**Task requirements:**
Gather every line from the entries below that includes "items".

··········

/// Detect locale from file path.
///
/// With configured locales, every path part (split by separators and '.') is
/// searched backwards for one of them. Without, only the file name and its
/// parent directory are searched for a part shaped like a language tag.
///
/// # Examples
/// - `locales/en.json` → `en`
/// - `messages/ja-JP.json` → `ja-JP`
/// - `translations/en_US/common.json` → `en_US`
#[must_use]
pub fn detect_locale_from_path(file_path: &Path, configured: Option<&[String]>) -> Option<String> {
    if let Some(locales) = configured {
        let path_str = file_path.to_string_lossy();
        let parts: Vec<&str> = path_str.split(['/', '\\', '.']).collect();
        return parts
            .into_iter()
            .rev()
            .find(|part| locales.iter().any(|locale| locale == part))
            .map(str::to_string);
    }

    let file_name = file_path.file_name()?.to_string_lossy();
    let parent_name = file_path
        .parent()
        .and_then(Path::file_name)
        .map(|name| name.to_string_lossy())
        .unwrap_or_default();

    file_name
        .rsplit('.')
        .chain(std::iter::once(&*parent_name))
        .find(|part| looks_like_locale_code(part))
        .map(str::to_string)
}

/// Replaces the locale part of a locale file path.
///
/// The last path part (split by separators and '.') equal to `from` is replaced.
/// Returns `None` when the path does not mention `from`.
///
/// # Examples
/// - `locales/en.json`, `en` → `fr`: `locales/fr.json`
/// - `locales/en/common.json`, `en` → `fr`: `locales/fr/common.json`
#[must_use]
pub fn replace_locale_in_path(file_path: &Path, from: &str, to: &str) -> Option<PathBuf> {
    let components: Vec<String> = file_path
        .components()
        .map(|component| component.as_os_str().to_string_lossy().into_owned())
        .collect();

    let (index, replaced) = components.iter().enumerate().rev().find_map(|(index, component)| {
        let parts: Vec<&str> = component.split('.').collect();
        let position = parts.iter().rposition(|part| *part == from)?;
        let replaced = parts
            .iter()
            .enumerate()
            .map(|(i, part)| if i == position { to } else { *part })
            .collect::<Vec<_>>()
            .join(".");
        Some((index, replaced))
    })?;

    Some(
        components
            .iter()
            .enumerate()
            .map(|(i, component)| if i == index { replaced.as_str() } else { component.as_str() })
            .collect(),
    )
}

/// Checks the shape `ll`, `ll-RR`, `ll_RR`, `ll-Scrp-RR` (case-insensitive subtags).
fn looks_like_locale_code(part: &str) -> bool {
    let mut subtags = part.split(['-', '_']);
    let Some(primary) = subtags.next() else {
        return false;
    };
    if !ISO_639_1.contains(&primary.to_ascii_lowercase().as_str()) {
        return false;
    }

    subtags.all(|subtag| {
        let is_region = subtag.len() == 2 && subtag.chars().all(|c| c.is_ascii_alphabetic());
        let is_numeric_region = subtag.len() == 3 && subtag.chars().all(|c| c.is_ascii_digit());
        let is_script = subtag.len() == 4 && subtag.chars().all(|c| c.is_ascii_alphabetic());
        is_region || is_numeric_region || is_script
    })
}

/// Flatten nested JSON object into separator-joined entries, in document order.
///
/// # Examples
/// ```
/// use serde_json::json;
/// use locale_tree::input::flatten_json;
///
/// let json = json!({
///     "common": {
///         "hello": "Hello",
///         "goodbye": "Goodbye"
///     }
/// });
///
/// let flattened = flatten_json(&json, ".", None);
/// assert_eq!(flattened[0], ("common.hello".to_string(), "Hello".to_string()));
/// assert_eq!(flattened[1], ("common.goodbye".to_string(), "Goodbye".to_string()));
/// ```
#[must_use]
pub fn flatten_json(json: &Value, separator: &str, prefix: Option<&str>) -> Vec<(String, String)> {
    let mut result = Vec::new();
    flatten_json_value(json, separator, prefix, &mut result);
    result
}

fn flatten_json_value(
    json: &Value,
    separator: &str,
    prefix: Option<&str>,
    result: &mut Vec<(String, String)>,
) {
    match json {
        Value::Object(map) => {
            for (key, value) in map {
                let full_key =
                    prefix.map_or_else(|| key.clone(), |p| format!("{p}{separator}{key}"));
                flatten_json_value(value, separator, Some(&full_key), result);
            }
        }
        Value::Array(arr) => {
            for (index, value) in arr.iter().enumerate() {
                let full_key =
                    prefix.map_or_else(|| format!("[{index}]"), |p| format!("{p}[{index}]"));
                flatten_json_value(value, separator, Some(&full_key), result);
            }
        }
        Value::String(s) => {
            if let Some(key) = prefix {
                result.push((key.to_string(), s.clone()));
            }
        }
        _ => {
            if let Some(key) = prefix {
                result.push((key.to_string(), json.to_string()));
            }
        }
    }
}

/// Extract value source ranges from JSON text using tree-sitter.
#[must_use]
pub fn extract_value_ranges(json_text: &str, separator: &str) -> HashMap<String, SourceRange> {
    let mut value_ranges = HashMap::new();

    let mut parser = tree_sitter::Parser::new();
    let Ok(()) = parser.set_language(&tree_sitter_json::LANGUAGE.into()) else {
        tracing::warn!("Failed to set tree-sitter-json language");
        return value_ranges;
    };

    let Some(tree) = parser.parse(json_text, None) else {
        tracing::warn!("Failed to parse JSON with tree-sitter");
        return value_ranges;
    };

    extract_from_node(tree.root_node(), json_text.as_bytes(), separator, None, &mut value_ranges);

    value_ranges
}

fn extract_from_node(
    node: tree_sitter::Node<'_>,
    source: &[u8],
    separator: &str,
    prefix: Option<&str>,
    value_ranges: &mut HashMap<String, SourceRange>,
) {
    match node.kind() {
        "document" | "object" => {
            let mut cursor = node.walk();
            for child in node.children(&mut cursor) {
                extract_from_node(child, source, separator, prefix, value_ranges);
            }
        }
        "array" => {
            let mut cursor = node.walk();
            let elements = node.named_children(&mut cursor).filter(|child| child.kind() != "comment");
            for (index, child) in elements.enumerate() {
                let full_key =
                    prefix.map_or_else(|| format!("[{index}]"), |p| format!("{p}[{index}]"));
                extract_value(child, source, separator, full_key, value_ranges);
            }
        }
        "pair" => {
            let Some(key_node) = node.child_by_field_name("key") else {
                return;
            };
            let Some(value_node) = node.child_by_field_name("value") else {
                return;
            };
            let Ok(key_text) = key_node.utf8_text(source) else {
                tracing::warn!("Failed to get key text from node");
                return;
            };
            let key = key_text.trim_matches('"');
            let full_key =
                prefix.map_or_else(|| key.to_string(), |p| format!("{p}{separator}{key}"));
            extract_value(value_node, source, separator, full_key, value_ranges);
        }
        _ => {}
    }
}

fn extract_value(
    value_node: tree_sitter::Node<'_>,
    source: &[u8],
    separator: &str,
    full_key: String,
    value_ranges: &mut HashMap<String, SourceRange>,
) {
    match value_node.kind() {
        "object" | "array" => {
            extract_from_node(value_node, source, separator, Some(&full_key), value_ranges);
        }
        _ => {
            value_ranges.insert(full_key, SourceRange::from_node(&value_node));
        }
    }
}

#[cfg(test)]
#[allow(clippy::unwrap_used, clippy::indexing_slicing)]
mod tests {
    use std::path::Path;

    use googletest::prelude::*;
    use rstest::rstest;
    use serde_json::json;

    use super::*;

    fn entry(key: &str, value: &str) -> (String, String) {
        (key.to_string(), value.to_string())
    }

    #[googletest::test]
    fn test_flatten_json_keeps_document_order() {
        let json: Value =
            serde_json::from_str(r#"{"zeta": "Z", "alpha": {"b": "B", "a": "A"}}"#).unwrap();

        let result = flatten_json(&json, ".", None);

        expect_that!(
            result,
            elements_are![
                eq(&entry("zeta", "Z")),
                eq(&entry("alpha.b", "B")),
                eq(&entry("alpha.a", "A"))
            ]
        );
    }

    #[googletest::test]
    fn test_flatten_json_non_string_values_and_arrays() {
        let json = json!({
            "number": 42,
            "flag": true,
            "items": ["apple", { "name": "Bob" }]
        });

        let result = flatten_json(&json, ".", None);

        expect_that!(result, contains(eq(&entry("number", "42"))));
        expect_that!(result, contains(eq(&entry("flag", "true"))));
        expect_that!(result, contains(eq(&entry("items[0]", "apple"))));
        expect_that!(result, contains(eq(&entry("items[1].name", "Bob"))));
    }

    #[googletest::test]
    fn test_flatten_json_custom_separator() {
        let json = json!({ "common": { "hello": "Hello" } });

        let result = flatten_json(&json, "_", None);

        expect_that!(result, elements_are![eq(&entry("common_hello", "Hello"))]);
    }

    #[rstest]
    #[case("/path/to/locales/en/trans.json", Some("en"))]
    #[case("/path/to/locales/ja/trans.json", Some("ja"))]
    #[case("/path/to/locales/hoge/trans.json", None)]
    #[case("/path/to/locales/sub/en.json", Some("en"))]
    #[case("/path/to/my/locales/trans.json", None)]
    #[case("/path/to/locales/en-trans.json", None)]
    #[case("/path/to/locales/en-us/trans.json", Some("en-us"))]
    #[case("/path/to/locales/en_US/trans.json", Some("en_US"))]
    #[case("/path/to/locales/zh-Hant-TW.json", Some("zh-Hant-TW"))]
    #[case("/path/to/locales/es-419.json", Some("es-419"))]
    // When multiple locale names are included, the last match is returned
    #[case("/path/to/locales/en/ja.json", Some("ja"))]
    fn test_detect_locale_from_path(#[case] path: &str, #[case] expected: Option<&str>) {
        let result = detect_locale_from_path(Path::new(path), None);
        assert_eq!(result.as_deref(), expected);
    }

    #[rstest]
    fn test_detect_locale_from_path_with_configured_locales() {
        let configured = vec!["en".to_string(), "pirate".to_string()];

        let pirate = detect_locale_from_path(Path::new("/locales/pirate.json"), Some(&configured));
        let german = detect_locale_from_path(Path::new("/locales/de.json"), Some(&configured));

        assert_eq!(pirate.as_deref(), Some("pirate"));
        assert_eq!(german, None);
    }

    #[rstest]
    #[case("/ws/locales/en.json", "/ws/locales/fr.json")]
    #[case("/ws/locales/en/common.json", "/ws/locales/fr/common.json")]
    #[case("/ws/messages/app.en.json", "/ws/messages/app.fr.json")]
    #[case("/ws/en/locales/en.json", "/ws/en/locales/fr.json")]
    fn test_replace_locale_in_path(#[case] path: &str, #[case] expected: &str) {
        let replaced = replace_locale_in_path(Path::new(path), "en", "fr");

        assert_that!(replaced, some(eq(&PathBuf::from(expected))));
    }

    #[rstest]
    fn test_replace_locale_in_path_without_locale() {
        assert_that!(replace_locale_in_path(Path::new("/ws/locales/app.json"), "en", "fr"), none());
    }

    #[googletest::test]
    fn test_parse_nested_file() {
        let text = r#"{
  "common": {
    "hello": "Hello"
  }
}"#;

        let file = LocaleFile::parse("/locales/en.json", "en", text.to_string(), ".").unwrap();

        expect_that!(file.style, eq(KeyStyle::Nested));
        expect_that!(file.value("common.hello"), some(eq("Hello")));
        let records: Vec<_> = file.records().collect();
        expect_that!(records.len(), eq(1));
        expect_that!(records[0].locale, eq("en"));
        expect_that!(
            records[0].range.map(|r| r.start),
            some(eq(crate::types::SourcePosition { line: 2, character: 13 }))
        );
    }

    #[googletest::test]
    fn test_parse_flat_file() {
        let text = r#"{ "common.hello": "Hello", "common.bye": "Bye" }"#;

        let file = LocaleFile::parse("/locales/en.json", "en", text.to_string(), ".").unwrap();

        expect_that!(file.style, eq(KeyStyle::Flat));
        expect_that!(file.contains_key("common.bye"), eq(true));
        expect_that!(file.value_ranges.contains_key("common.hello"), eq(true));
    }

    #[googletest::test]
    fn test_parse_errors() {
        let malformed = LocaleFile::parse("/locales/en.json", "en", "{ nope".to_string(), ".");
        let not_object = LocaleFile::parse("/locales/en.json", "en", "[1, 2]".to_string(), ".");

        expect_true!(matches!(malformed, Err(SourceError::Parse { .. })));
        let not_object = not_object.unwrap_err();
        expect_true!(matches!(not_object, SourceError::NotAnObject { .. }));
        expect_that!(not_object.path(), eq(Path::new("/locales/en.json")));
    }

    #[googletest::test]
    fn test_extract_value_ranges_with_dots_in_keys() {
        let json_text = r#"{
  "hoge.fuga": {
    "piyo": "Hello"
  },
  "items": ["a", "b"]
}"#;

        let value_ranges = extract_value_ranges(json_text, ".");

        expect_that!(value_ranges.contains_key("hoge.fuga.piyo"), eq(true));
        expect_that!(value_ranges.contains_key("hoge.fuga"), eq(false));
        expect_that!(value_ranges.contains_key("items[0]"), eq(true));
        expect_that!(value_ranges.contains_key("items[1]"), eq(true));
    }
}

··········

**Solution for this exercise:**
            "items": ["apple", { "name": "Bob" }]
        expect_that!(result, contains(eq(&entry("items[0]", "apple"))));
        expect_that!(result, contains(eq(&entry("items[1].name", "Bob"))));
  "items": ["a", "b"]
        expect_that!(value_ranges.contains_key("items[0]"), eq(true));
        expect_that!(value_ranges.contains_key("items[1]"), eq(true));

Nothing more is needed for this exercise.